RECORDS TO PROCESS Start Marker
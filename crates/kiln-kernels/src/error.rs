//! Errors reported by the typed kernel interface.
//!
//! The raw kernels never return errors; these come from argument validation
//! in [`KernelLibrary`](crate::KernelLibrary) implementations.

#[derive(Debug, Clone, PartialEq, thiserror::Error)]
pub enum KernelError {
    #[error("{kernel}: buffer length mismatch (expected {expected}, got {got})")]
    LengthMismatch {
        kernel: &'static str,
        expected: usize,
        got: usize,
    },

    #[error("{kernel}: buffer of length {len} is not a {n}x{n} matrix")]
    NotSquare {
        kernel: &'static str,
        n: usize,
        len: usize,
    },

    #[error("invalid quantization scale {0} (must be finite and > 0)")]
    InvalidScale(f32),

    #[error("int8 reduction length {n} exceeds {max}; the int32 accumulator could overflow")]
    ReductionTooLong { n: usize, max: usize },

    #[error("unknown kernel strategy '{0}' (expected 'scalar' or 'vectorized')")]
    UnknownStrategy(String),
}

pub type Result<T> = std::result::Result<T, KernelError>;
RECORDS TO PROCESS End Marker
RECORDS TO PROCESS Start Marker
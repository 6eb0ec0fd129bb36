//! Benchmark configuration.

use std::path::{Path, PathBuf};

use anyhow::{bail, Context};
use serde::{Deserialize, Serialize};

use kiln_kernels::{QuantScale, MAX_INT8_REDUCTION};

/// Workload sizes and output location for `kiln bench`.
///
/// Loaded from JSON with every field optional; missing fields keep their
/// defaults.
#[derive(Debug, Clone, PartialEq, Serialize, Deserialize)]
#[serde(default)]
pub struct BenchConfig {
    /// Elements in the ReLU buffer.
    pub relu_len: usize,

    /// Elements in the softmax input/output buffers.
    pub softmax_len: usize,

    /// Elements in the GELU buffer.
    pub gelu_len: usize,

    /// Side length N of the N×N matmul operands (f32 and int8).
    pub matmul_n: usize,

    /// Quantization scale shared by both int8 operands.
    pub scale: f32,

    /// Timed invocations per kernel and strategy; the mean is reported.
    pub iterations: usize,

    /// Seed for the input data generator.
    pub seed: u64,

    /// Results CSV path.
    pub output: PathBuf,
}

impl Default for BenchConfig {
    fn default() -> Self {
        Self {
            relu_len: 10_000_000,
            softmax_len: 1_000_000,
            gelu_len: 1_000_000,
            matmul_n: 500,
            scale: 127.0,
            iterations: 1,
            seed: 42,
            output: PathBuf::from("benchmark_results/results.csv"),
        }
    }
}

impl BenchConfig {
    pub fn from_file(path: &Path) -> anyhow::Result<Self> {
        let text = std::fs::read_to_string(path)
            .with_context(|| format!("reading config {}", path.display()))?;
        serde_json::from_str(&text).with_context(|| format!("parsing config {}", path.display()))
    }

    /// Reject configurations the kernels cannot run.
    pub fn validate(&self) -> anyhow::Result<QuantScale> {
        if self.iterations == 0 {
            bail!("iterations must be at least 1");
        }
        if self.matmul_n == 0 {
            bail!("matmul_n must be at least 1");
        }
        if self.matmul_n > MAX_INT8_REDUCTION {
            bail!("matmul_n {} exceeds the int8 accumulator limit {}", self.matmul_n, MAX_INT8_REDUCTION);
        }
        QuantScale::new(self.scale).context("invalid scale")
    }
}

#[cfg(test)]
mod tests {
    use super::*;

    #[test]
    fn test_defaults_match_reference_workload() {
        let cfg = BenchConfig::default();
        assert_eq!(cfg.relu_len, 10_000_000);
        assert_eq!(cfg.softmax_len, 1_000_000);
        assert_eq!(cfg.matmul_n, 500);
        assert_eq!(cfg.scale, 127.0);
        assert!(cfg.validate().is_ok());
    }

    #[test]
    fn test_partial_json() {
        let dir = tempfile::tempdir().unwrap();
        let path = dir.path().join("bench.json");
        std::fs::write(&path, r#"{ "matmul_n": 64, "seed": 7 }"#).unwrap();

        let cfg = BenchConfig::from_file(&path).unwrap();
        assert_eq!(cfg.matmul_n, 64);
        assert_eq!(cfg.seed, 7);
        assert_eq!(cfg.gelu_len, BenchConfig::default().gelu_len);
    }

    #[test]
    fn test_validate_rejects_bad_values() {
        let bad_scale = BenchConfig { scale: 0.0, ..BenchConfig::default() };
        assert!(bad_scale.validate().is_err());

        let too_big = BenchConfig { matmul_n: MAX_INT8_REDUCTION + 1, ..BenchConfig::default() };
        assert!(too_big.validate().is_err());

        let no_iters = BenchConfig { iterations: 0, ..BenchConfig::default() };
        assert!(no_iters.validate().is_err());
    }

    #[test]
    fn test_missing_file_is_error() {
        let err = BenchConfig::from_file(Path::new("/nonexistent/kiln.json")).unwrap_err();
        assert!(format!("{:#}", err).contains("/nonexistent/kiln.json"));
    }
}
RECORDS TO PROCESS End Marker
## WHAT YOU HAVE TO DO
Return only those lines of the records that contain the string "input".

## EXERCISE OUTPUT
    /// Elements in the softmax input/output buffers.
    /// Seed for the input data generator.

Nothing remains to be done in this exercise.